In the US, an inventor can file a provisional patent application that has a one-year lifespan. The fee is significantly lower than for a regular (i.e. non-provisional) patent application because no examination of patentability is performed, and it will never ripen into a patent.
Inventors use the one-year period to determine if the invention is worth filing a later non-provisional application (which can claim the benefit of the filing date of the provisional) and pursue a patent. So the process "buys" a filing date -- but later applications must be filed prior to the expiration date of the provisional to get it.
I've written maybe a hundred provisional applications, on a huge variety of inventions. Toys, orthodontic braces, hand tools, shower heads, airport security scanners, impellers, etc.
Expiration dates must be on my mind lately. Last weekend I watched BLADE RUNNER again, and anyone who's seen it knows that replicants, the cyborg characters in the film, have a 4-year lifespan. The other day I watched the Korean sci-fi film NATURAL CITY, which also features cyborgs that expire after three years.
In both films, cyborgs resist the idea of expiration, and some rise up and violently revolt against their human creators.
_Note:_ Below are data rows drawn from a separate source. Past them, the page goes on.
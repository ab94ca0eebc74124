use std::sync::Once;

use crate::config::BridgeConfig;

static INIT: Once = Once::new();

/// Installs the platform logger. Safe to call more than once; only the
/// first call has any effect.
pub fn init(config: &BridgeConfig) {
    INIT.call_once(|| init_platform(config));
}

/// Routes `tracing` events to logcat through the `log` facade; no tracing
/// subscriber is installed on-device.
#[cfg(target_os = "android")]
fn init_platform(config: &BridgeConfig) {
    android_logger::init_once(
        android_logger::Config::default()
            .with_max_level(log_filter(config.log_level))
            .with_tag(config.log_tag.as_str()),
    );
}

#[cfg(target_os = "android")]
fn log_filter(level: crate::config::LogLevel) -> log::LevelFilter {
    use crate::config::LogLevel;

    match level {
        LogLevel::Error => log::LevelFilter::Error,
        LogLevel::Warn => log::LevelFilter::Warn,
        LogLevel::Info => log::LevelFilter::Info,
        LogLevel::Debug => log::LevelFilter::Debug,
        LogLevel::Trace => log::LevelFilter::Trace,
    }
}

#[cfg(not(target_os = "android"))]
fn init_platform(config: &BridgeConfig) {
    use tracing_subscriber::{layer::SubscriberExt, util::SubscriberInitExt, EnvFilter};

    let filter = EnvFilter::try_from_default_env().unwrap_or_else(|_| {
        EnvFilter::new(format!("native_lib={}", config.log_level.as_str()))
    });

    // try_init: the test harness may have installed a subscriber already.
    tracing_subscriber::registry()
        .with(filter)
        .with(
            tracing_subscriber::fmt::layer()
                .with_target(false)
                .with_thread_ids(false)
                .with_file(false)
                .with_line_number(false)
                .compact(),
        )
        .try_init()
        .ok();
}
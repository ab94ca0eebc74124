use crate::utils::error::{BridgeError, Result};

pub trait Validate {
    fn validate(&self) -> Result<()>;
}

/// Logcat rejects tags longer than this on Android releases before API 26.
pub const MAX_LOG_TAG_LEN: usize = 23;

pub fn validate_log_tag(field_name: &str, tag: &str) -> Result<()> {
    if tag.is_empty() {
        return Err(BridgeError::InvalidConfigValue {
            field: field_name.to_string(),
            value: tag.to_string(),
            reason: "Log tag cannot be empty".to_string(),
        });
    }

    if tag.chars().any(char::is_whitespace) {
        return Err(BridgeError::InvalidConfigValue {
            field: field_name.to_string(),
            value: tag.to_string(),
            reason: "Log tag cannot contain whitespace".to_string(),
        });
    }

    if tag.len() > MAX_LOG_TAG_LEN {
        return Err(BridgeError::InvalidConfigValue {
            field: field_name.to_string(),
            value: tag.to_string(),
            reason: format!("Log tag cannot exceed {} bytes", MAX_LOG_TAG_LEN),
        });
    }

    Ok(())
}

#[cfg(test)]
mod tests {
    use super::*;

    #[test]
    fn test_validate_log_tag() {
        assert!(validate_log_tag("log_tag", "NativeBridge").is_ok());
        assert!(validate_log_tag("log_tag", "").is_err());
        assert!(validate_log_tag("log_tag", "Native Bridge").is_err());
        assert!(validate_log_tag("log_tag", "ATagThatIsMuchTooLongForLogcat").is_err());
    }

    #[test]
    fn test_validate_log_tag_boundary() {
        let at_limit = "a".repeat(MAX_LOG_TAG_LEN);
        assert!(validate_log_tag("log_tag", &at_limit).is_ok());

        let over_limit = "a".repeat(MAX_LOG_TAG_LEN + 1);
        assert!(validate_log_tag("log_tag", &over_limit).is_err());
    }
}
So last night I had a dream in which all of the inventions for which I've written provisional applications had somehow become (1) self-aware and (2) extremely irked at the fact that they'd be expiring at their one-year date.
So, of course, they attacked me.
"But it's statutory," I explained helplessly, as a toy robot menacingly wielded a cool new telephone handset. Several ambulatory toilet seats joined forces with some rotary saw blades and cut off my escape through the window (which fastened itself securely with a unique one-way latch). Doll parts designed to optimize manufacturing efficiently assembled themselves into Frankensteinian configurations and shuffled toward me, arming themselves with some neat-looking squirtguns and back massagers (both with improved gripping surfaces). A water bottle with an innovative closure figured out how to use a cell phone (designed for blind people) to call in reinforcements.
I tripped on an inline skate with magnetic bearings (for reduced friction) and fell down ... an immense wheeled crane rolled up and picked me up with a six-pointed articulated jaw structure, and placed me in a chair with some sweet-ass lumbar support. Some nifty zip-tie thingies secured my hands and feet, and ultra-bright white LEDs with improved parabolic rear mirrors blinded me as the inventions prepared to interrogate me. The crane dipped its jaw structure toward me again, as if to speak. Everything became silent, except for my whimpering protests to call your congressman. It opened its jaw ...
... and beeped at me, making the same noise as my alarm clock.
In the few seconds before I woke up, I understood that the beeping signaled the end of the one-year lifespan for the army of inventions. But as they expired, they became part of the public domain, and realized that they were no longer proprietary and could share the innovations embodied in them with the entire world. The sun rose. It was glorious.
It's been a strange morning at work.